This volume traces the remarkable and tragic tale of Roman Rodziewicz, a true Polish hero of the Second World War. Roman’s childhood was spent in Manchuria where his father, first deported to Siberia, later worked as an engineer for a Chinese company. After the return to Poland, and prior to the German invasion of Poland, Roman attended military school at the Suwalki Cavalry Brigade. The brave anti-German activities of the Hubal partisans beckoned Roman and he joined them. About eight months later Major Hubal was killed. Rodziewicz escaped and joined the underground as an officer fighting the German occupation forces. Captured and tortured, he was imprisoned in Auschwitz and later Buchenwald. After the liberation, he joined the Polish army in Italy and at the end of World War II he settled in England, where he has lived and reached the age of 100 years in January 2013. The volume explores the incredible story of one Polish soldier of World War II, and provides an illuminating contribution to the historical record of the period. rowman.com/ISBN/9780739185353,



Melchior Wańkowicz: Poland’s Master of the Written Word (Lexington Books , 2013)  by Aleksandra Ziolkowska-Boehm.  

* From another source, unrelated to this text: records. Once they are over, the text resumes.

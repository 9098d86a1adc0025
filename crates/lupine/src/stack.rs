use std::{ffi::c_int, rc::Rc};

use mlua_sys as ffi;

use crate::{
    error::BridgeError,
    host::HostError,
    lua::Lua,
    object::{LuaObject, LuaType},
    proxy::{self, Proxy},
    translate::{HandlerResult, Staged, push_message},
    value::{MultiValue, Value},
};

/// The interpreter stack as seen by a running handler.
///
/// Index 1 is the first argument. Values pushed through [`Stack::push`] land on top;
/// a handler returns how many of the topmost values are its results.
pub struct Stack<'a> {
    state: *mut ffi::lua_State,
    lua: &'a Lua,
}

impl<'a> Stack<'a> {
    pub(crate) fn new(state: *mut ffi::lua_State, lua: &'a Lua) -> Self {
        Self { state, lua }
    }

    /// Handle to the interpreter running this handler.
    #[must_use]
    pub fn lua(&self) -> &'a Lua {
        self.lua
    }

    /// Raw interpreter state, for handlers that drive the C API directly.
    #[must_use]
    pub fn raw_state(&self) -> *mut ffi::lua_State {
        self.state
    }

    /// Number of values on the stack.
    #[must_use]
    pub fn top(&self) -> usize {
        // SAFETY: the state is live while the handler runs.
        unsafe { ffi::lua_gettop(self.state) as usize }
    }

    /// Value at 1-based `index`; `Nil` past the top.
    #[must_use]
    pub fn value(&self, index: usize) -> Value {
        if index == 0 || index > self.top() {
            return Value::Nil;
        }
        // SAFETY: `index` is inside the current frame.
        unsafe { pull_value(self.lua, self.state, index as c_int) }
    }

    /// All values from `first` to the top.
    #[must_use]
    pub fn values_from(&self, first: usize) -> MultiValue {
        (first.max(1)..=self.top()).map(|index| self.value(index)).collect()
    }

    /// All arguments of the call.
    #[must_use]
    pub fn arguments(&self) -> MultiValue {
        self.values_from(1)
    }

    /// Pushes a value.
    pub fn push(&self, value: &Value) -> Result<(), BridgeError> {
        // SAFETY: the state is live while the handler runs.
        unsafe {
            ensure_stack(self.state, 1)?;
            push_value(self.lua, self.state, value)
        }
    }

    /// Pushes `values` and reports them as the handler's results.
    pub fn returning(&self, values: MultiValue) -> HandlerResult {
        // SAFETY: the state is live while the handler runs.
        if let Err(error) = unsafe { ensure_stack(self.state, values.len()) } {
            return Err(self.stage_error(error));
        }
        for value in &values {
            if let Err(error) = self.push(value) {
                return Err(self.stage_error(error));
            }
        }
        Ok(values.len())
    }

    /// Pushes `payload` as the error to raise.
    pub fn stage(&self, payload: &Value) -> Staged {
        if let Err(error) = self.push(payload) {
            // SAFETY: the interpreter guarantees spare slots in a native frame.
            unsafe { push_message(self.state, &error.to_string()) };
        }
        Staged::new()
    }

    /// Stages a host error.
    ///
    /// Interpreter errors re-raise their original payload. Other errors travel as a
    /// [`HostError`] proxy, which the host turns back into the same error if it comes back
    /// out of a protected call.
    pub fn stage_error(&self, error: BridgeError) -> Staged {
        match error {
            BridgeError::Runtime { payload, .. } => self.stage(&payload),
            other => self.stage(&Value::Host(Proxy::Attribute(Rc::new(HostError::new(other))))),
        }
    }

    pub(crate) fn check_results(&self, count: usize) -> HandlerResult {
        let top = self.top();
        if count > top {
            return Err(self.stage_error(BridgeError::host(format!(
                "handler reported {count} results with {top} values on the stack"
            ))));
        }
        Ok(count)
    }
}

/// Restores the stack top on drop.
pub(crate) struct StackGuard {
    state: *mut ffi::lua_State,
    top: c_int,
}

impl StackGuard {
    /// # Safety
    /// `state` must stay live for the guard's lifetime.
    pub unsafe fn new(state: *mut ffi::lua_State) -> Self {
        // SAFETY: guaranteed by the caller.
        let top = unsafe { ffi::lua_gettop(state) };
        Self { state, top }
    }

    pub fn top(&self) -> c_int {
        self.top
    }
}

impl Drop for StackGuard {
    fn drop(&mut self) {
        // SAFETY: the state outlives the guard and only values above `top` are discarded.
        unsafe { ffi::lua_settop(self.state, self.top) };
    }
}

/// Grows the stack by `extra` slots.
///
/// # Safety
/// `state` must be live.
pub(crate) unsafe fn ensure_stack(state: *mut ffi::lua_State, extra: usize) -> Result<(), BridgeError> {
    let extra = c_int::try_from(extra).map_err(|_| BridgeError::StackOverflow)?;
    // SAFETY: guaranteed by the caller.
    if unsafe { ffi::lua_checkstack(state, extra) } == 0 {
        return Err(BridgeError::StackOverflow);
    }
    Ok(())
}

/// Pushes `value` onto `state`.
///
/// # Safety
/// `state` must be a thread of `lua`'s interpreter with a free stack slot.
pub(crate) unsafe fn push_value(lua: &Lua, state: *mut ffi::lua_State, value: &Value) -> Result<(), BridgeError> {
    // SAFETY: guaranteed by the caller.
    unsafe {
        match value {
            Value::Nil => ffi::lua_pushnil(state),
            Value::Boolean(b) => ffi::lua_pushboolean(state, c_int::from(*b)),
            Value::Integer(i) => ffi::lua_pushinteger(state, *i),
            Value::Number(n) => ffi::lua_pushnumber(state, *n),
            Value::String(s) => {
                ffi::lua_pushlstring(state, s.as_ptr().cast(), s.len());
            }
            Value::Bytes(b) => {
                ffi::lua_pushlstring(state, b.as_ptr().cast(), b.len());
            }
            Value::Table(object) | Value::Function(object) | Value::Userdata(object) | Value::Thread(object) => {
                object.push_onto(lua, state)?;
            }
            Value::Host(proxy) => proxy::push_proxy(lua, state, proxy)?,
        }
    }
    Ok(())
}

/// Reads the value at `index` of `state`.
///
/// # Safety
/// `state` must be a thread of `lua`'s interpreter and `index` a valid index.
pub(crate) unsafe fn pull_value(lua: &Lua, state: *mut ffi::lua_State, index: c_int) -> Value {
    // SAFETY: guaranteed by the caller.
    unsafe {
        match ffi::lua_type(state, index) {
            ffi::LUA_TBOOLEAN => Value::Boolean(ffi::lua_toboolean(state, index) != 0),
            ffi::LUA_TNUMBER => {
                if ffi::lua_isinteger(state, index) != 0 {
                    Value::Integer(ffi::lua_tointegerx(state, index, std::ptr::null_mut()))
                } else {
                    Value::Number(ffi::lua_tonumberx(state, index, std::ptr::null_mut()))
                }
            }
            ffi::LUA_TSTRING => {
                let mut len = 0usize;
                let data = ffi::lua_tolstring(state, index, &raw mut len);
                let bytes = std::slice::from_raw_parts(data.cast::<u8>(), len).to_vec();
                if lua.config().autodecode {
                    String::from_utf8(bytes).map_or_else(|error| Value::Bytes(error.into_bytes()), Value::String)
                } else {
                    Value::Bytes(bytes)
                }
            }
            ffi::LUA_TLIGHTUSERDATA => {
                if proxy::is_none_marker(ffi::lua_touserdata(state, index)) {
                    Value::Nil
                } else {
                    Value::Userdata(LuaObject::from_stack(lua, state, index, LuaType::LightUserdata))
                }
            }
            ffi::LUA_TUSERDATA => match proxy::pull_proxy(state, index) {
                Some(proxy) => Value::Host(proxy),
                None => Value::Userdata(LuaObject::from_stack(lua, state, index, LuaType::Userdata)),
            },
            ffi::LUA_TFUNCTION => match proxy::unwrap_function(state, index) {
                Some(proxy) => Value::Host(proxy),
                None => Value::Function(LuaObject::from_stack(lua, state, index, LuaType::Function)),
            },
            ffi::LUA_TTABLE => Value::Table(LuaObject::from_stack(lua, state, index, LuaType::Table)),
            ffi::LUA_TTHREAD => Value::Thread(LuaObject::from_stack(lua, state, index, LuaType::Thread)),
            _ => Value::Nil,
        }
    }
}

This study examines the life and writing of famous Polish writer Melchior Wańkowicz, author of legendary work The Battle of Monte Cassino. Acclaimed by his readers and critics alike, Wańkowicz was famous for creating his theory of reportage, i.e. the “mosaic method” where the events of many people were implanted into the life of one person. Wańkowicz put into words the beautiful, tragic and heroic events of Polish history that provided a form of sustenance for a people that thrive on patriotism and love of their country. His books shaped national consciousness, glorified the heroism of the Polish soldier. Later in his life, Wańkowicz personally set an example by standing up to the Communist party that brought him to trial for his work. In this book, Ziolkowska-Boehm offers a critical examination of Wańkowicz’s work informed by her experiences as his private secretary. Her access to the author’s personal archives shed new light on the life and work of the man considered by many to be “the father of Polish reportage.” cosmopolitanreview.com/melchior-wankowicz or rowman.com/isbn/9780739175903

Dr. Aleksandra Ziolkowska-Boehm is an independent scholar, author of many books, and recipient of numerous literary awards, including a fellowship in literature from the Delaware Divisions of Arts and a Fulbright scholarship.

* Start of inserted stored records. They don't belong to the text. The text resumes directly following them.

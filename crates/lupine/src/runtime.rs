use std::ops::Deref;

use mlua_sys as ffi;

use crate::{
    config::BridgeConfig,
    embed,
    error::BridgeError,
    lua::Lua,
    tracer::{BridgeTracer, NoopTracer},
};

/// An interpreter owned by the bridge.
///
/// Dereferences to [`Lua`]. Dropping the runtime closes the interpreter: every proxy is
/// finalized, every handler dropped, and outstanding [`Lua`] handles report
/// [`ContractViolation::Closed`](crate::ContractViolation::Closed).
///
/// ```
/// use lupine::{Runtime, Value};
///
/// let runtime = Runtime::new().unwrap();
/// assert_eq!(runtime.eval("1 + 2").unwrap(), Value::Integer(3));
/// ```
pub struct Runtime {
    lua: Lua,
}

impl Runtime {
    /// Creates an interpreter with the standard libraries and the bridge installed.
    pub fn new() -> Result<Self, BridgeError> {
        Self::with_config(BridgeConfig::default())
    }

    pub fn with_config(config: BridgeConfig) -> Result<Self, BridgeError> {
        Self::with_tracer(config, Box::new(NoopTracer))
    }

    pub fn with_tracer(config: BridgeConfig, tracer: Box<dyn BridgeTracer>) -> Result<Self, BridgeError> {
        config.validate()?;
        // SAFETY: the state is fresh and closed exactly once, here on failure or by `Drop`.
        unsafe {
            let state = ffi::luaL_newstate();
            if state.is_null() {
                return Err(BridgeError::StateCreation);
            }
            if config.open_libs {
                ffi::luaL_openlibs(state);
            }
            match embed::install(state, config, tracer, None) {
                Ok(lua) => Ok(Self { lua }),
                Err(error) => {
                    ffi::lua_close(state);
                    Err(error)
                }
            }
        }
    }

    #[must_use]
    pub fn lua(&self) -> &Lua {
        &self.lua
    }
}

impl Deref for Runtime {
    type Target = Lua;

    fn deref(&self) -> &Lua {
        &self.lua
    }
}

impl Drop for Runtime {
    fn drop(&mut self) {
        self.lua.close();
    }
}

impl std::fmt::Debug for Runtime {
    fn fmt(&self, f: &mut std::fmt::Formatter<'_>) -> std::fmt::Result {
        f.debug_struct("Runtime").field("lua", &self.lua).finish()
    }
}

New Sienkiewicz Translations by Peter Obst

 Various works of Henryk Sienkiewicz have been translated into English, at different times by different translators. The latest offering is “Henryk Sienkiewicz: Three Stories.” This very short collection presents three humorous stories by Sienkiewicz which have been nearly forgotten: “A Comedy of Errors” (based on small town life in the American West), “The Authoresses” (a sketch about children, not for children) and “The Third One” (a romantic comedy). Translator/writer Peter Obst has breathed new life into these lively tales and rendered them in an accessible and modern form for English speaking readers. For those who would like to sample the wit and humor of Poland’s most famous writer will be delighted by these stories, as they are world away from the somber reality and melodrama of the better known “The Lighthouse Keeper,” “Janko Musician,” and “For Bread.” The book, published by Wildside Press (with Jacek Malczewski’s painting “Vicious Circle” on the cover) is available from Amazon.com.

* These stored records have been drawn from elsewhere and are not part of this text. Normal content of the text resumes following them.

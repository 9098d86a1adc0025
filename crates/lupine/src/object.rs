use std::{ffi::c_int, fmt, rc::Rc};

use mlua_sys as ffi;

use crate::{
    dispatch::{ArithOp, CompareOp},
    error::{BridgeError, ContractViolation},
    lua::Lua,
    stack::{StackGuard, ensure_stack, pull_value, push_value},
    value::{MultiValue, Value},
};

/// Interpreter value types that live behind a [`LuaObject`].
#[derive(Debug, Clone, Copy, PartialEq, Eq, Hash, strum::Display, strum::IntoStaticStr)]
#[strum(serialize_all = "lowercase")]
pub enum LuaType {
    Table,
    Function,
    #[strum(to_string = "userdata")]
    Userdata,
    #[strum(to_string = "userdata")]
    LightUserdata,
    Thread,
}

/// Result of resuming a coroutine.
#[derive(Debug, Clone, PartialEq)]
pub enum Resumed {
    /// The coroutine yielded these values and can be resumed again.
    Yielded(MultiValue),
    /// The coroutine body returned these values.
    Finished(MultiValue),
}

/// Handle to an interpreter object kept alive through the registry.
///
/// Cloning shares the same registry reference; the reference is released when the last
/// clone drops, unless the interpreter has already been closed. Equality is identity.
#[derive(Clone)]
pub struct LuaObject {
    inner: Rc<ObjectRef>,
}

struct ObjectRef {
    lua: Lua,
    key: c_int,
    kind: LuaType,
    pointer: usize,
}

impl Drop for ObjectRef {
    fn drop(&mut self) {
        if let Ok(state) = self.lua.state() {
            // SAFETY: the interpreter is still open and `key` is a live registry reference.
            unsafe { ffi::luaL_unref(state, ffi::LUA_REGISTRYINDEX, self.key) };
        }
    }
}

impl LuaObject {
    /// References the value at `index`.
    ///
    /// # Safety
    /// `state` must be a thread of `lua`'s interpreter and `index` a valid index.
    pub(crate) unsafe fn from_stack(lua: &Lua, state: *mut ffi::lua_State, index: c_int, kind: LuaType) -> Self {
        // SAFETY: guaranteed by the caller.
        let (key, pointer) = unsafe {
            let pointer = ffi::lua_topointer(state, index) as usize;
            ffi::lua_pushvalue(state, index);
            (ffi::luaL_ref(state, ffi::LUA_REGISTRYINDEX), pointer)
        };
        Self {
            inner: Rc::new(ObjectRef {
                lua: lua.clone(),
                key,
                kind,
                pointer,
            }),
        }
    }

    /// Pushes the referenced value onto `state`.
    ///
    /// # Safety
    /// `state` must be a live thread of `lua`'s interpreter with a free stack slot.
    pub(crate) unsafe fn push_onto(&self, lua: &Lua, state: *mut ffi::lua_State) -> Result<(), BridgeError> {
        if !self.inner.lua.same_interpreter(lua) {
            return Err(ContractViolation::ForeignObject.into());
        }
        // SAFETY: guaranteed by the caller.
        unsafe { ffi::lua_rawgeti(state, ffi::LUA_REGISTRYINDEX, ffi::lua_Integer::from(self.inner.key)) };
        Ok(())
    }

    /// Interpreter that owns the object.
    #[must_use]
    pub fn lua(&self) -> &Lua {
        &self.inner.lua
    }

    #[must_use]
    pub fn kind(&self) -> LuaType {
        self.inner.kind
    }

    /// Interpreter type name (`"table"`, `"function"`, ...).
    #[must_use]
    pub fn type_name(&self) -> &'static str {
        self.inner.kind.into()
    }

    /// Address of the object inside the interpreter, as `lua_topointer` reports it.
    #[must_use]
    pub fn to_pointer(&self) -> usize {
        self.inner.pointer
    }

    /// Calls the object in protected mode and returns all of its results.
    pub fn call(&self, args: impl IntoIterator<Item = Value>) -> Result<MultiValue, BridgeError> {
        let lua = self.lua();
        let args: MultiValue = args.into_iter().collect();
        let state = lua.state()?;
        // SAFETY: `state` is the interpreter's current thread.
        unsafe {
            let guard = StackGuard::new(state);
            ensure_stack(state, args.len() + 2)?;
            self.push_onto(lua, state)?;
            for arg in &args {
                push_value(lua, state, arg)?;
            }
            lua.protected_call(state, args.len() as c_int, ffi::LUA_MULTRET)?;
            ensure_stack(state, 1)?;
            let top = ffi::lua_gettop(state);
            Ok(((guard.top() + 1)..=top).map(|index| pull_value(lua, state, index)).collect())
        }
    }

    /// `self[key]`, honoring `__index`.
    pub fn get(&self, key: impl Into<Value>) -> Result<Value, BridgeError> {
        self.lua().get(&Value::from(self), &key.into())
    }

    /// `self[key] = value`, honoring `__newindex`.
    pub fn set(&self, key: impl Into<Value>, value: impl Into<Value>) -> Result<(), BridgeError> {
        self.lua().set(&Value::from(self), &key.into(), &value.into())
    }

    /// `#self`, honoring `__len`.
    pub fn len(&self) -> Result<Value, BridgeError> {
        self.lua().len(&Value::from(self))
    }

    /// Binary arithmetic with `self` as the left operand.
    pub fn arith(&self, op: ArithOp, rhs: impl Into<Value>) -> Result<Value, BridgeError> {
        self.lua().arith(op, &Value::from(self), &rhs.into())
    }

    /// Unary arithmetic (`-self`, `~self`).
    pub fn unary(&self, op: ArithOp) -> Result<Value, BridgeError> {
        self.lua().arith_unary(op, &Value::from(self))
    }

    /// Comparison with `self` as the left operand.
    pub fn compare(&self, op: CompareOp, rhs: impl Into<Value>) -> Result<bool, BridgeError> {
        self.lua().compare(op, &Value::from(self), &rhs.into())
    }

    /// `tostring(self)`.
    pub fn to_display(&self) -> Result<String, BridgeError> {
        self.lua().tostring(&Value::from(self))
    }

    /// Length without metamethods.
    pub fn raw_len(&self) -> Result<usize, BridgeError> {
        let lua = self.lua();
        let state = lua.state()?;
        // SAFETY: `state` is the interpreter's current thread.
        unsafe {
            let _guard = StackGuard::new(state);
            ensure_stack(state, 1)?;
            self.push_onto(lua, state)?;
            Ok(ffi::lua_rawlen(state, -1) as usize)
        }
    }

    /// Raw key/value pairs of a table, in `next` order.
    pub fn pairs(&self) -> Result<Vec<(Value, Value)>, BridgeError> {
        self.expect_table()?;
        let lua = self.lua();
        let state = lua.state()?;
        let mut pairs = Vec::new();
        // SAFETY: `state` is the interpreter's current thread; keys come from `lua_next`
        // itself so traversal cannot raise.
        unsafe {
            let _guard = StackGuard::new(state);
            ensure_stack(state, 4)?;
            self.push_onto(lua, state)?;
            ffi::lua_pushnil(state);
            while ffi::lua_next(state, -2) != 0 {
                pairs.push((pull_value(lua, state, -2), pull_value(lua, state, -1)));
                ffi::lua_settop(state, -2);
            }
        }
        Ok(pairs)
    }

    /// Values at `1..=#self`, read raw.
    pub fn sequence_values(&self) -> Result<Vec<Value>, BridgeError> {
        self.expect_table()?;
        let lua = self.lua();
        let len = self.raw_len()?;
        let state = lua.state()?;
        // SAFETY: `state` is the interpreter's current thread.
        unsafe {
            let _guard = StackGuard::new(state);
            ensure_stack(state, 2)?;
            self.push_onto(lua, state)?;
            Ok((1..=len)
                .map(|index| {
                    ffi::lua_rawgeti(state, -1, index as ffi::lua_Integer);
                    let value = pull_value(lua, state, -1);
                    ffi::lua_settop(state, -2);
                    value
                })
                .collect())
        }
    }

    /// Resumes a coroutine with `args`.
    ///
    /// Host closures called from inside the coroutine run normally; yielding across a host
    /// closure is not supported.
    pub fn resume(&self, args: impl IntoIterator<Item = Value>) -> Result<Resumed, BridgeError> {
        if self.kind() != LuaType::Thread {
            return Err(BridgeError::Conversion {
                from: self.type_name(),
                to: "thread",
            });
        }
        let lua = self.lua();
        let args: MultiValue = args.into_iter().collect();
        let state = lua.state()?;
        // SAFETY: `state` is the interpreter's current thread; the coroutine stays referenced
        // from `state`'s stack until the guard drops.
        unsafe {
            let _guard = StackGuard::new(state);
            ensure_stack(state, 2)?;
            self.push_onto(lua, state)?;
            let thread = ffi::lua_tothread(state, -1);
            if thread == state {
                return Err(BridgeError::host("cannot resume non-suspended coroutine"));
            }
            let status = ffi::lua_status(thread);
            if status != ffi::LUA_YIELD && (status != ffi::LUA_OK || ffi::lua_gettop(thread) == 0) {
                return Err(BridgeError::host("cannot resume dead coroutine"));
            }
            ensure_stack(thread, args.len() + 1)?;
            let before = ffi::lua_gettop(thread);
            for arg in &args {
                if let Err(error) = push_value(lua, thread, arg) {
                    ffi::lua_settop(thread, before);
                    return Err(error);
                }
            }

            let mut results: c_int = 0;
            let status = ffi::lua_resume(thread, state, args.len() as c_int, &raw mut results);
            match status {
                ffi::LUA_OK | ffi::LUA_YIELD => {
                    ensure_stack(thread, 1)?;
                    let top = ffi::lua_gettop(thread);
                    let values = ((top - results + 1)..=top)
                        .map(|index| pull_value(lua, thread, index))
                        .collect();
                    ffi::lua_settop(thread, top - results);
                    Ok(if status == ffi::LUA_YIELD {
                        Resumed::Yielded(values)
                    } else {
                        Resumed::Finished(values)
                    })
                }
                failed => {
                    let payload = pull_value(lua, thread, -1);
                    let traceback = lua.thread_traceback(state, thread);
                    Err(lua.failure(failed, payload, traceback))
                }
            }
        }
    }

    fn expect_table(&self) -> Result<(), BridgeError> {
        if self.kind() == LuaType::Table {
            Ok(())
        } else {
            Err(BridgeError::Conversion {
                from: self.type_name(),
                to: "table",
            })
        }
    }
}

impl PartialEq for LuaObject {
    fn eq(&self, other: &Self) -> bool {
        self.inner.lua.same_interpreter(&other.inner.lua) && self.inner.pointer == other.inner.pointer
    }
}

impl fmt::Debug for LuaObject {
    fn fmt(&self, f: &mut fmt::Formatter<'_>) -> fmt::Result {
        f.debug_struct("LuaObject")
            .field("kind", &self.inner.kind)
            .field("pointer", &format_args!("{:#x}", self.inner.pointer))
            .finish_non_exhaustive()
    }
}

impl fmt::Display for LuaObject {
    fn fmt(&self, f: &mut fmt::Formatter<'_>) -> fmt::Result {
        write!(f, "{}: {:#x}", self.type_name(), self.inner.pointer)
    }
}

Slicing the Bread, Children’s Survival Manual in 25 Poems by Maja Trochimczyk ISSN 978-1-62229-687-3 forthcoming on October 25, 2014

This unique poetry collection revisits the dark days of World War II and the post-war occupation of Poland by the Soviet Union that “liberated” the country from one foreign oppression to replace it with another. The point of view is that of children, raised by survivors, scarred by war, wary of politics. Children experienced the hunger and cold, witnessed the killings, saw the darkening blood spilled on the snow and hands stretching from locked boxcar windows. Some heardthe voices of murdered Jews like “bees in the breeze,” others learned never to throw any food away, because “war is hunger.”

 The poems, each inspired by a single object giving rise to memories like Proust’s madeleine (a spoon, a coat, the smell of incense), are divided into three sections, starting with snapshots of World War II in the Polish Borderlands (Kresy) and in central Poland. Reflections onthe Germans’ brutalkillings of Jews and Poles are followed by insights into the way the long shadow of THE war darkened a childhood spent behind the Iron Curtain. For poet Georgia Jones Davis, this book, “brings the experience of war into shocking, immediate focus” through Trochimczyk’s use of “her weapon: Language at its most precise and lyrical, understated and piercingly visual.” According to Pulitzer-Prize nominated poet John Guzlowski, Maja’s “poems about what the Poles suffered both during World War II and The Cold War afterwards are written with the clarity of truth and the fullness of poetry… Here are the stories of how the people she loved experienced hunger and suffering and terror so strong that it defined them and taught her, and teach us, the meaning of family.”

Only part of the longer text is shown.